Task objective
Report back each line of the records that contains the string "extension".

Data
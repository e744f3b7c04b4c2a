use std::path::{Path, PathBuf};
use std::{env, fs, io};

/// Reads training data from a file, or from every file of a directory.
///
/// - A file is returned as one chunk
/// - A directory yields one chunk per regular file, sorted by file name,
///   optionally keeping only files with `extension`
/// - Subdirectories are ignored
pub fn read_training_chunks<P: AsRef<Path>>(path: P, extension: Option<&str>) -> io::Result<Vec<Vec<u8>>> {
	let path = path.as_ref();
	if path.is_file() {
		return Ok(vec![fs::read(path)?]);
	}

	let folder = normalize_folder(path);
	if !folder.is_dir() {
		return Err(io::Error::new(
			io::ErrorKind::NotFound,
			format!("Expected a file or directory, got: {}", folder.display()),
		));
	}

	list_files(&folder, extension)?
		.into_iter()
		.map(|file| fs::read(folder.join(file)))
		.collect()
}

/// Normalize a folder path.
///
/// - `"."` or `"./"` resolves to the current working directory
/// - Other paths are returned as-is (not canonicalized)
pub(crate) fn normalize_folder(input: &Path) -> PathBuf {
	if input == Path::new(".") || input == Path::new("./") {
		env::current_dir().unwrap_or_else(|_| PathBuf::from("."))
	} else {
		input.to_path_buf()
	}
}

/// Lists regular files of a directory, sorted, optionally filtered by extension.
///
/// Returns file names only (no paths).
pub(crate) fn list_files<P: AsRef<Path>>(dir: P, extension: Option<&str>) -> io::Result<Vec<String>> {
	let mut files = Vec::new();

	for entry in fs::read_dir(dir)? {
		let path = entry?.path();
		if !path.is_file() {
			continue;
		}
		let wanted = match extension {
			Some(ext) => path.extension() == Some(std::ffi::OsStr::new(ext)),
			None => true,
		};
		if wanted {
			if let Some(name) = path.file_name() {
				files.push(name.to_string_lossy().to_string());
			}
		}
	}

	files.sort();
	Ok(files)
}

Exercise solution
///   optionally keeping only files with `extension`
pub fn read_training_chunks<P: AsRef<Path>>(path: P, extension: Option<&str>) -> io::Result<Vec<Vec<u8>>> {
	list_files(&folder, extension)?
/// Lists regular files of a directory, sorted, optionally filtered by extension.
pub(crate) fn list_files<P: AsRef<Path>>(dir: P, extension: Option<&str>) -> io::Result<Vec<String>> {
		let wanted = match extension {
			Some(ext) => path.extension() == Some(std::ffi::OsStr::new(ext)),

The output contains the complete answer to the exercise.